Mental health clinicians, from social workers to psychologists, have one of the most demanding jobs in society: shouldering their clients’ burdens and providing them space to heal. As the mental health crisis intensifies the workload continues to build. The job can be traumatic at its worst and stressful at best. And yet, clinicians push on, knowing that their work saves lives. 

But who helps the helpers? 

Clinician well-being is an essential aspect of any mental health practice, not only to protect the workforce but to protect clients as well. 

Compassion fatigue

One of the most common risks for mental health clinicians, especially those working with a high-acuity population, is empathy or compassion fatigue. Empathy fatigue is defined as the physical, emotional, and cognitive exhaustion from providing emotional support for others. Symptoms can include: 

  • Isolation
  • Feeling numb or disconnected from the people around you
  • Feeling overwhelmed or powerless
  • Self-blame
  • Headaches
  • Trouble Sleeping

When mental health clinicians begin to feel empathy fatigue, it can impact their relationships with clients, causing them to be unable to provide the assistance clients may need. Disengagement or depersonalization at work is related to a lower ability to express empathy, which can reduce the quality of the relationship between clinicians and patients. 

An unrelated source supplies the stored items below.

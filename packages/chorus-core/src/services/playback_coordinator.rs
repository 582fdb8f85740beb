//! Keyed registry of subscriptions and the caller-facing entry points.
//!
//! Responsibilities:
//! - Join voice channels and register one subscription per session key
//! - Route queue and player commands to the right subscription
//! - Remove subscriptions when their voice session is destroyed
//! - Announce and tear down every session on shutdown
//!
//! Every command against a key without a subscription answers
//! [`SessionReply::NotActive`] instead of failing.

use std::sync::Arc;

use dashmap::mapref::entry::Entry;
use dashmap::DashMap;
use serde::Serialize;
use tokio_util::sync::CancellationToken;

use super::notices::NoticeObserver;
use super::subscription::Subscription;
use crate::config::Config;
use crate::error::{ChorusResult, SessionError};
use crate::events::{EventEmitter, SessionEvent};
use crate::media::{MediaItem, MediaResolver};
use crate::player::PlayerEventSink;
use crate::queue::QueueSnapshot;
use crate::runtime::TokioSpawner;
use crate::utils::now_millis;
use crate::voice::{
    ConnectionState, DestroyCause, JoinRequest, SessionKey, StateReporter, VoiceGateway,
    VoiceSession,
};

/// Answer to a command addressed to a session key.
#[derive(Debug, Clone, PartialEq, Eq, Serialize)]
#[serde(tag = "status", content = "value", rename_all = "camelCase")]
pub enum SessionReply<T> {
    /// A subscription exists and produced this result.
    Active(T),
    /// No subscription is registered for the key.
    NotActive,
}

impl<T> SessionReply<T> {
    pub fn is_active(&self) -> bool {
        matches!(self, Self::Active(_))
    }

    /// Returns the result if the session was active.
    pub fn active(self) -> Option<T> {
        match self {
            Self::Active(value) => Some(value),
            Self::NotActive => None,
        }
    }

    pub fn map<U, F: FnOnce(T) -> U>(self, f: F) -> SessionReply<U> {
        match self {
            Self::Active(value) => SessionReply::Active(f(value)),
            Self::NotActive => SessionReply::NotActive,
        }
    }
}

impl<T> From<Option<T>> for SessionReply<T> {
    fn from(value: Option<T>) -> Self {
        value.map_or(Self::NotActive, Self::Active)
    }
}

/// Result of enqueueing a batch.
#[derive(Debug, Clone, Copy, PartialEq, Eq, Serialize)]
#[serde(rename_all = "camelCase")]
pub struct EnqueuedBatch {
    /// Position of the first item of the batch.
    pub first_position: usize,
    pub count: usize,
}

/// Service owning every active subscription.
pub struct PlaybackCoordinator {
    gateway: Arc<dyn VoiceGateway>,
    resolver: Arc<dyn MediaResolver>,
    emitter: Arc<dyn EventEmitter>,
    spawner: TokioSpawner,
    config: Config,
    subscriptions: Arc<DashMap<SessionKey, Arc<Subscription>>>,
    /// Parent of every subscription's token.
    cancel: CancellationToken,
}

impl PlaybackCoordinator {
    pub fn new(
        gateway: Arc<dyn VoiceGateway>,
        resolver: Arc<dyn MediaResolver>,
        emitter: Arc<dyn EventEmitter>,
        spawner: TokioSpawner,
        config: Config,
        cancel: CancellationToken,
    ) -> Self {
        Self {
            gateway,
            resolver,
            emitter,
            spawner,
            config,
            subscriptions: Arc::new(DashMap::new()),
            cancel,
        }
    }

    /// Returns the subscription registered for `key`.
    pub fn get(&self, key: &SessionKey) -> Option<Arc<Subscription>> {
        self.subscriptions
            .get(key)
            .map(|entry| Arc::clone(entry.value()))
    }

    /// Keys of every active subscription, sorted.
    pub fn active_sessions(&self) -> Vec<SessionKey> {
        let mut keys: Vec<_> = self
            .subscriptions
            .iter()
            .map(|entry| entry.key().clone())
            .collect();
        keys.sort();
        keys
    }

    pub fn session_count(&self) -> usize {
        self.subscriptions.len()
    }

    pub fn session_state(&self, key: &SessionKey) -> SessionReply<ConnectionState> {
        self.get(key).map(|sub| sub.session().state()).into()
    }

    // ─────────────────────────────────────────────────────────────────────────
    // Join / Leave
    // ─────────────────────────────────────────────────────────────────────────

    /// Joins `channel_id` for `key` and waits for the session to become ready.
    ///
    /// Returns the existing subscription if one is registered. If a concurrent
    /// join registered first, this join's connection is destroyed and the
    /// winner is returned.
    ///
    /// # Errors
    ///
    /// - `SessionError::JoinFailed` if the gateway refuses
    /// - `SessionError::ConnectionTimeout` if the session is not ready in time
    /// - the session-fatal error that destroyed the session while waiting
    pub async fn join(&self, key: SessionKey, channel_id: &str) -> ChorusResult<Arc<Subscription>> {
        if let Some(existing) = self.get(&key) {
            return Ok(existing);
        }

        let reporter = StateReporter::new();
        let (player_events, player_rx) = PlayerEventSink::channel();
        let link = self
            .gateway
            .join(JoinRequest {
                session_key: key.clone(),
                channel_id: channel_id.to_string(),
                states: reporter.clone(),
                player_events,
            })
            .await?;

        let subscription = match self.subscriptions.entry(key.clone()) {
            Entry::Occupied(entry) => {
                log::info!("[Coordinator] Concurrent join for {}, keeping the first", key);
                let winner = Arc::clone(entry.get());
                drop(entry);
                link.connection.destroy();
                return Ok(winner);
            }
            Entry::Vacant(entry) => {
                let cancel = self.cancel.child_token();
                let session = VoiceSession::new(
                    key.clone(),
                    link.connection,
                    reporter,
                    self.config.reconnect.clone(),
                    Arc::clone(&self.emitter),
                    cancel.clone(),
                );
                let subscription = Subscription::new(
                    key.clone(),
                    session,
                    link.output,
                    Arc::clone(&self.resolver),
                    self.spawner.clone(),
                    cancel,
                );
                // Hook first: a leave or shutdown can see the entry as soon as it lands.
                self.install_removal_hook(&subscription);
                entry.insert(Arc::clone(&subscription));
                subscription
            }
        };

        subscription.start(player_rx);
        subscription.session().start(&self.spawner);
        log::info!("[Coordinator] Joined {} (channel {})", key, channel_id);

        let session = subscription.session();
        let window = self.config.reconnect.ready_timeout();
        let settled = session
            .wait_for(window, |s| {
                matches!(s, ConnectionState::Ready | ConnectionState::Destroyed)
            })
            .await;

        match settled {
            Some(ConnectionState::Ready) => Ok(subscription),
            Some(_) => {
                let error = session
                    .destroy_cause()
                    .and_then(|cause| cause.as_error())
                    .unwrap_or(SessionError::ConnectionTimeout);
                Err(error.into())
            }
            None => {
                session.destroy(DestroyCause::ConnectionTimeout);
                Err(SessionError::ConnectionTimeout.into())
            }
        }
    }

    /// Tears `subscription` down and unregisters it when its session is destroyed.
    fn install_removal_hook(&self, subscription: &Arc<Subscription>) {
        let registry = Arc::clone(&self.subscriptions);
        let weak = Arc::downgrade(subscription);
        subscription.session().on_destroyed(move |cause| {
            let Some(subscription) = weak.upgrade() else {
                return;
            };
            subscription.teardown();
            let key = subscription.key();
            registry.remove_if(key, |_, registered| Arc::ptr_eq(registered, &subscription));
            log::info!("[Coordinator] Removed {} ({:?})", key, cause);
        });
    }

    /// Destroys `subscription`'s session and makes sure it is torn down and
    /// unregistered, whether or not the destroy hook ran.
    fn retire(&self, subscription: &Arc<Subscription>, cause: DestroyCause) {
        subscription.session().destroy(cause);
        subscription.teardown();
        self.subscriptions.remove_if(subscription.key(), |_, registered| {
            Arc::ptr_eq(registered, subscription)
        });
    }

    /// Destroys the session for `key` and removes its subscription.
    pub fn leave(&self, key: &SessionKey) -> SessionReply<()> {
        let Some(subscription) = self.get(key) else {
            return SessionReply::NotActive;
        };
        log::info!("[Coordinator] Leaving {}", key);
        self.retire(&subscription, DestroyCause::Left);
        SessionReply::Active(())
    }

    // ─────────────────────────────────────────────────────────────────────────
    // Queue commands
    // ─────────────────────────────────────────────────────────────────────────

    /// Enqueues a query with the default notice callbacks.
    ///
    /// Returns the zero-based position; 0 means playback starts right away.
    pub fn enqueue(
        &self,
        key: &SessionKey,
        query: &str,
        title: Option<&str>,
        image: Option<&str>,
    ) -> SessionReply<usize> {
        let Some(subscription) = self.get(key) else {
            return SessionReply::NotActive;
        };
        let item = MediaItem::new(query)
            .with_details(title, image)
            .with_observer(self.notice_observer(key));
        SessionReply::Active(subscription.enqueue(Arc::new(item)))
    }

    /// Enqueues an item carrying its own callbacks.
    pub fn enqueue_item(&self, key: &SessionKey, item: MediaItem) -> SessionReply<usize> {
        self.get(key)
            .map(|subscription| subscription.enqueue(Arc::new(item)))
            .into()
    }

    /// Enqueues an already-ordered batch, preserving its order.
    pub fn enqueue_all(&self, key: &SessionKey, items: Vec<MediaItem>) -> SessionReply<EnqueuedBatch> {
        let Some(subscription) = self.get(key) else {
            return SessionReply::NotActive;
        };
        let count = items.len();
        let items = items.into_iter().map(Arc::new).collect();
        let first_position = subscription.enqueue_all(items);
        SessionReply::Active(EnqueuedBatch {
            first_position,
            count,
        })
    }

    /// Skips `count` items, counting the current one first.
    pub fn skip(&self, key: &SessionKey, count: usize) -> SessionReply<usize> {
        self.get(key).map(|sub| sub.skip(count)).into()
    }

    /// Clears the current item and the queue, keeping the session connected.
    pub fn stop(&self, key: &SessionKey) -> SessionReply<usize> {
        self.get(key).map(|sub| sub.stop(false)).into()
    }

    pub fn pause(&self, key: &SessionKey) -> SessionReply<bool> {
        self.get(key).map(|sub| sub.pause()).into()
    }

    pub fn resume(&self, key: &SessionKey) -> SessionReply<bool> {
        self.get(key).map(|sub| sub.resume()).into()
    }

    /// Current title and up to the configured number of pending titles.
    pub fn queue_snapshot(&self, key: &SessionKey) -> SessionReply<QueueSnapshot> {
        let limit = self.config.queue_snapshot_limit;
        self.get(key).map(|sub| sub.snapshot(limit)).into()
    }

    /// Builds the default callbacks for items enqueued on `key`.
    pub fn notice_observer(&self, key: &SessionKey) -> Arc<NoticeObserver> {
        Arc::new(NoticeObserver::new(
            key.clone(),
            Arc::clone(&self.emitter),
            self.config.finished_notice_ttl(),
        ))
    }

    // ─────────────────────────────────────────────────────────────────────────
    // Shutdown
    // ─────────────────────────────────────────────────────────────────────────

    /// Announces `notice` once per active session, then tears every session down.
    ///
    /// Returns the number of sessions torn down.
    pub fn shutdown(&self, notice: &str) -> usize {
        let subscriptions: Vec<_> = self
            .subscriptions
            .iter()
            .map(|entry| Arc::clone(entry.value()))
            .collect();

        for subscription in &subscriptions {
            self.emitter.emit_session(SessionEvent::ShutdownNotice {
                session_key: subscription.key().clone(),
                message: notice.to_string(),
                timestamp: now_millis(),
            });
            self.retire(subscription, DestroyCause::Shutdown);
        }

        if !subscriptions.is_empty() {
            log::info!(
                "[Coordinator] Shut down {} session(s)",
                subscriptions.len()
            );
        }
        subscriptions.len()
    }
}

When compassion fatigue lasts too long or escalates, it can lead to burnout as well as secondary post-traumatic stress. Burnout, as defined by Maslach in 1982, is “a prolonged response to chronic emotional and interpersonal stressors on the job, and is defined by the three dimensions of exhaustion, cynicism, and inefficacy,” (p. 397). It is often caused by being overworked and feeling a lack of control in a work environment, and severe burnout can take anywhere from 1-3 years to recover from.  

Turnover rates among mental health clinicians due to burnout are extremely high, with rates between 30-60% annually. Early-career clinicians are especially prone to burnout and report more personal exhaustion, less personal accomplishment, and higher rates of overwhelm with caseloads. These same clinicians express a greater intent to leave their positions than veteran clinicians. This high turnover in early-career clinicians creates a barrier to building a robust mental health industry. This concern has only increased as the youth mental health crisis in the United States has grown. A decreasing workforce and an increase in caseloads is a perfect recipe for additional burnout. 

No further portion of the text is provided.